When an agent wishes to perform a transaction on the
bus, it must request the bus and wait for global
arbitration logic to assert a grant signal before assuming
mastership of the bus. Once mastership has been
granted, the agent can begin a transaction.
- It supports read transactions, read exclusive transactions,
write transactions, and invalidate transactions.
- It is a split-read bus. This means bus operations can
separate a read request from the return of its data.

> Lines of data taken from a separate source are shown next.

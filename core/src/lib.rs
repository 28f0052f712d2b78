//! Robot36 slow-scan television codec
//!
//! Encodes a raster image into a Robot36 audio transmission (VIS header, 240
//! luma/chroma scan lines, silence tail) packaged as a 16-bit mono WAV, and
//! decodes a streamed audio signal back into a 320x240 ARGB image with a
//! resumable state machine.

pub mod buffer;
pub mod color;
pub mod decoder;
pub mod encoder;
pub mod error;
pub mod frequency;
pub mod goertzel;
pub mod image;
pub mod resample;
pub mod session;
pub mod tone;
pub mod wav;

pub use decoder::{DecoderState, LineLayout, Robot36Decoder};
pub use encoder::Encoder;
pub use error::{Result, SstvError};
pub use image::{ImageBuffer, RasterImage};
pub use session::{DecodeSession, Progress};

// Image geometry
pub const IMAGE_WIDTH: usize = 320;
pub const IMAGE_HEIGHT: usize = 240;
pub const CHROMA_WIDTH: usize = IMAGE_WIDTH / 2; // 160

// Sample rates
pub const ENCODER_SAMPLE_RATE: u32 = 11025;
pub const DECODER_SAMPLE_RATE: u32 = 44100;
pub const DEFAULT_INPUT_SAMPLE_RATE: u32 = 48000;

// Tone frequencies (Hz)
pub const LEADER_FREQ: f32 = 1900.0;
pub const SYNC_FREQ: f32 = 1200.0;
pub const PORCH_FREQ: f32 = 1500.0;
pub const SEPARATOR_FREQ: f32 = 1900.0;
pub const VIS_ONE_FREQ: f32 = 1100.0;
pub const VIS_ZERO_FREQ: f32 = 1300.0;
pub const BLACK_FREQ: f32 = 1500.0;
pub const WHITE_FREQ: f32 = 2300.0;
pub const FREQ_SPAN: f32 = WHITE_FREQ - BLACK_FREQ; // 800

// Header timing (ms)
pub const LEADER_MS: u32 = 300;
pub const BREAK_MS: u32 = 10;
pub const VIS_BIT_MS: u32 = 30;

// Line timing (ms)
pub const SYNC_MS: u32 = 9;
pub const PORCH_MS: u32 = 3;
pub const LUMA_MS: u32 = 88;
pub const SEPARATOR_MS: u32 = 4;
pub const CHROMA_MS: u32 = 44;
pub const LINE_MS: u32 = SYNC_MS + PORCH_MS + LUMA_MS + SEPARATOR_MS + PORCH_MS + CHROMA_MS; // 151

// Separator and back porch of lines announced by a bare 0x08 VIS byte (us)
pub const WIDE_SEPARATOR_US: u32 = 4500;
pub const SHORT_PORCH_US: u32 = 1500;

pub const TAIL_SILENCE_MS: u32 = 700;

// VIS codes
pub const ROBOT36_VIS_CODE: u8 = 0x28;
pub const ROBOT36_ALT_VIS_CODE: u8 = 0x08;

// Decoder detection parameters
pub const SCAN_WINDOW_MS: u32 = 250;
pub const SLIDE_MS: u32 = 10;
/// Share of the signal amplitude at a tone that counts as "present"
pub const TONE_THRESHOLD: f32 = 0.3;
/// Shortest window handed to the frequency estimator during line analysis
pub const MIN_ANALYSIS_WINDOW: usize = 30;
/// Separator estimates this close to 1900 Hz do not indicate line parity
pub const SEPARATOR_TOLERANCE_HZ: f32 = 150.0;

/// Opaque black in packed ARGB
pub const OPAQUE_BLACK: u32 = 0xFF00_0000;

/// Convert a duration to a whole number of samples, truncating like the wire format does
pub const fn ms_to_samples(sample_rate: u32, ms: u32) -> usize {
    (sample_rate as usize * ms as usize) / 1000
}
use clap::{Parser, Subcommand};
use hound::SampleFormat;
use serde::Serialize;
use std::path::{Path, PathBuf};
use std::sync::Arc;
use std::thread;
use std::time::Duration;
use thiserror::Error;
use tracing::{debug, info, warn};
use tracing_subscriber::EnvFilter;

use robot36_core::color::{pack_argb, unpack_rgb};
use robot36_core::resample::downmix;
use robot36_core::wav::WAV_HEADER_SIZE;
use robot36_core::{
    DecodeSession, Encoder, Progress, RasterImage, ENCODER_SAMPLE_RATE, IMAGE_HEIGHT,
    IMAGE_WIDTH,
};

/// How often the main thread samples decoder progress
const POLL_INTERVAL: Duration = Duration::from_millis(50);

/// Silence fed after the last sample of a file, so a recording that stops
/// right at the final chroma sample still completes its last line
const END_PADDING_MS: u64 = 200;

#[derive(Parser)]
#[command(name = "robot36")]
#[command(about = "Robot36 SSTV image encoder and decoder")]
struct Cli {
    #[command(subcommand)]
    command: Commands,
}

#[derive(Subcommand)]
enum Commands {
    /// Encode an image file to a Robot36 WAV transmission
    Encode {
        /// Input image (PNG, JPEG or BMP); resized to 320x240
        #[arg(value_name = "INPUT_IMAGE")]
        input: PathBuf,

        /// Output WAV file
        #[arg(value_name = "OUTPUT.WAV")]
        output: PathBuf,

        /// Output sample rate in Hz; other than 11025 resamples the transmission
        #[arg(long, default_value_t = ENCODER_SAMPLE_RATE)]
        sample_rate: u32,
    },

    /// Decode a Robot36 WAV recording to an image file
    Decode {
        /// Input WAV file
        #[arg(value_name = "INPUT.WAV")]
        input: PathBuf,

        /// Output image file
        #[arg(value_name = "OUTPUT.PNG")]
        output: PathBuf,

        /// Audio fed to the decoder per call, in milliseconds
        #[arg(long, default_value = "100")]
        chunk_ms: u32,

        /// Feed audio at its natural playback speed
        #[arg(long)]
        realtime: bool,

        /// Print progress as JSON lines on stdout
        #[arg(long)]
        json: bool,
    },
}

#[derive(Debug, Error)]
enum CliError {
    #[error("Unsupported WAV sample format: {bits}-bit {format:?}")]
    UnsupportedSampleFormat { bits: u16, format: SampleFormat },

    #[error("WAV file has no channels")]
    NoChannels,

    #[error("Decode incomplete: {lines} of {total} lines recovered")]
    IncompleteDecode { lines: usize, total: usize },

    #[error("Decoder feed thread panicked")]
    FeederPanicked,

    #[error("Decode session ended before it could be read")]
    NoSession,
}

#[derive(Serialize)]
struct ProgressLine<'a> {
    line: usize,
    state: &'a str,
    completed: bool,
}

fn main() -> Result<(), Box<dyn std::error::Error>> {
    tracing_subscriber::fmt()
        .with_env_filter(
            EnvFilter::try_from_default_env().unwrap_or_else(|_| EnvFilter::new("info")),
        )
        .with_writer(std::io::stderr)
        .init();

    let cli = Cli::parse();

    match cli.command {
        Commands::Encode {
            input,
            output,
            sample_rate,
        } => encode_command(&input, &output, sample_rate)?,
        Commands::Decode {
            input,
            output,
            chunk_ms,
            realtime,
            json,
        } => decode_command(&input, &output, chunk_ms, realtime, json)?,
    }

    Ok(())
}

fn encode_command(
    input_path: &Path,
    output_path: &Path,
    sample_rate: u32,
) -> Result<(), Box<dyn std::error::Error>> {
    let source = image::open(input_path)?.to_rgb8();
    info!(
        "Read {}x{} image from {}",
        source.width(),
        source.height(),
        input_path.display()
    );

    let (width, height) = (IMAGE_WIDTH as u32, IMAGE_HEIGHT as u32);
    let frame = if source.dimensions() == (width, height) {
        source
    } else {
        debug!("Resizing to {}x{}", width, height);
        image::imageops::resize(&source, width, height, image::imageops::FilterType::Triangle)
    };

    let pixels: Vec<u32> = frame
        .pixels()
        .map(|p| pack_argb(p[0], p[1], p[2]))
        .collect();
    let raster = RasterImage::new(IMAGE_WIDTH, IMAGE_HEIGHT, &pixels)?;

    let wav = Encoder::new().encode_resampled(&raster, sample_rate)?;
    std::fs::write(output_path, &wav)?;

    let samples = wav.len().saturating_sub(WAV_HEADER_SIZE) / 2;
    info!(
        "Wrote {} samples ({:.1} s at {} Hz) to {}",
        samples,
        samples as f32 / sample_rate as f32,
        sample_rate,
        output_path.display()
    );
    Ok(())
}

fn decode_command(
    input_path: &Path,
    output_path: &Path,
    chunk_ms: u32,
    realtime: bool,
    json: bool,
) -> Result<(), Box<dyn std::error::Error>> {
    let (samples, sample_rate) = read_wav_mono(input_path)?;
    info!(
        "Read {} samples at {} Hz from {}",
        samples.len(),
        sample_rate,
        input_path.display()
    );

    let session = Arc::new(DecodeSession::new());
    session.start(sample_rate);

    let chunk_ms = chunk_ms.max(1);
    let chunk = ((sample_rate as u64 * chunk_ms as u64) / 1000).max(1) as usize;
    let pace = Duration::from_millis(chunk_ms as u64);
    let padding = vec![0.0f32; (sample_rate as u64 * END_PADDING_MS / 1000) as usize];

    // Audio goes in on one thread while this one watches progress
    let feeder = {
        let session = Arc::clone(&session);
        thread::spawn(move || {
            for piece in samples.chunks(chunk) {
                session.feed(piece, sample_rate);
                if realtime {
                    thread::sleep(pace);
                }
            }
            session.feed(&padding, sample_rate);
        })
    };

    let mut reporter = Reporter::new(json);
    while !feeder.is_finished() {
        if let Some(progress) = session.progress() {
            reporter.report(&progress)?;
        }
        thread::sleep(POLL_INTERVAL);
    }
    feeder.join().map_err(|_| CliError::FeederPanicked)?;

    let progress = session
        .stop()
        .map(|decoder| decoder.progress())
        .ok_or(CliError::NoSession)?;
    reporter.report(&progress)?;

    save_image(output_path, &progress.pixels)?;
    info!("Wrote image to {}", output_path.display());

    if !progress.completed {
        warn!("Decode incomplete after {} of {} lines", progress.line, IMAGE_HEIGHT);
        return Err(CliError::IncompleteDecode {
            lines: progress.line,
            total: IMAGE_HEIGHT,
        }
        .into());
    }

    info!("Decoded {} lines", progress.line);
    Ok(())
}

/// Read any integer or 32-bit float WAV, mixed down to mono in [-1, 1]
fn read_wav_mono(path: &Path) -> Result<(Vec<f32>, u32), Box<dyn std::error::Error>> {
    let mut reader = hound::WavReader::open(path)?;
    let spec = reader.spec();
    debug!(
        "WAV: {} Hz, {} channels, {} bits {:?}",
        spec.sample_rate, spec.channels, spec.bits_per_sample, spec.sample_format
    );

    if spec.channels == 0 {
        return Err(CliError::NoChannels.into());
    }

    let interleaved: Vec<f32> = match (spec.sample_format, spec.bits_per_sample) {
        (SampleFormat::Float, 32) => reader.samples::<f32>().collect::<Result<_, _>>()?,
        (SampleFormat::Int, bits @ 1..=32) => {
            let scale = (1i64 << (bits - 1)) as f32;
            reader
                .samples::<i32>()
                .map(|s| s.map(|v| v as f32 / scale))
                .collect::<Result<_, _>>()?
        }
        (format, bits) => {
            return Err(CliError::UnsupportedSampleFormat { bits, format }.into());
        }
    };

    let mono = downmix(&interleaved, spec.channels as usize);
    Ok((mono, spec.sample_rate))
}

fn save_image(path: &Path, pixels: &[u32]) -> Result<(), Box<dyn std::error::Error>> {
    let frame = image::RgbImage::from_fn(IMAGE_WIDTH as u32, IMAGE_HEIGHT as u32, |x, y| {
        let (r, g, b) = unpack_rgb(pixels[y as usize * IMAGE_WIDTH + x as usize]);
        image::Rgb([r, g, b])
    });
    frame.save(path)?;
    Ok(())
}

/// Progress output: state changes and every tenth line as log records, or
/// one JSON object per change on stdout
struct Reporter {
    json: bool,
    last: Option<(usize, &'static str)>,
}

impl Reporter {
    fn new(json: bool) -> Self {
        Self { json, last: None }
    }

    fn report(&mut self, progress: &Progress) -> Result<(), serde_json::Error> {
        let current = (progress.line, progress.state_name());
        if self.last == Some(current) {
            return Ok(());
        }
        let state_changed = self.last.map_or(true, |(_, state)| state != current.1);
        self.last = Some(current);

        if self.json {
            let line = ProgressLine {
                line: progress.line,
                state: progress.state_name(),
                completed: progress.completed,
            };
            println!("{}", serde_json::to_string(&line)?);
        } else if state_changed {
            info!("State: {} (line {})", current.1, progress.line);
        } else if progress.line % 10 == 0 || progress.completed {
            info!("Line {}/{}", progress.line, IMAGE_HEIGHT);
        }
        Ok(())
    }
}
//! Pipeline stage wrapping the security header policy.

use crate::observability::metrics;
use crate::pipeline::{Next, ResponseContext, ResponseStage, StageError};
use crate::security::policy;

/// Applies the matched route's security settings, then continues the chain.
#[derive(Debug, Clone, Copy, Default)]
pub struct SecurityHeadersStage;

impl SecurityHeadersStage {
    pub const NAME: &'static str = "security-headers";
}

impl ResponseStage for SecurityHeadersStage {
    fn name(&self) -> &'static str {
        Self::NAME
    }

    fn on_response(&self, ctx: &mut ResponseContext, next: Next<'_>) -> Result<(), StageError> {
        let settings = ctx.settings.clone();
        let report =
            policy::apply(&settings, ctx).map_err(|e| StageError::headers(Self::NAME, e))?;

        tracing::debug!(
            status = ctx.status,
            set = report.set,
            suppressed = report.suppressed,
            collapsed = report.collapsed,
            "Security headers applied"
        );
        metrics::record_policy(&report);

        next.run(ctx)
    }
}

- It is a snooping bus. All agents connected to the bus
must monitor all bus traffic to correctly maintain cache
coherency.
• All of the TLB pages in the system have either a noncoherent or
a sharable coherency attribute. (Noncoherent data is not
allowed; noncoherent page attributes are used for instructions
only.)
• The sharable coherency attribute allows data to be shared
between the four caches in the system by using a write
invalidate cache coherency protocol.
• The secondary cache states used are invalid, shared, clean
exclusive, and dirty exclusive; the dirty shared secondary
cache state is not allowed.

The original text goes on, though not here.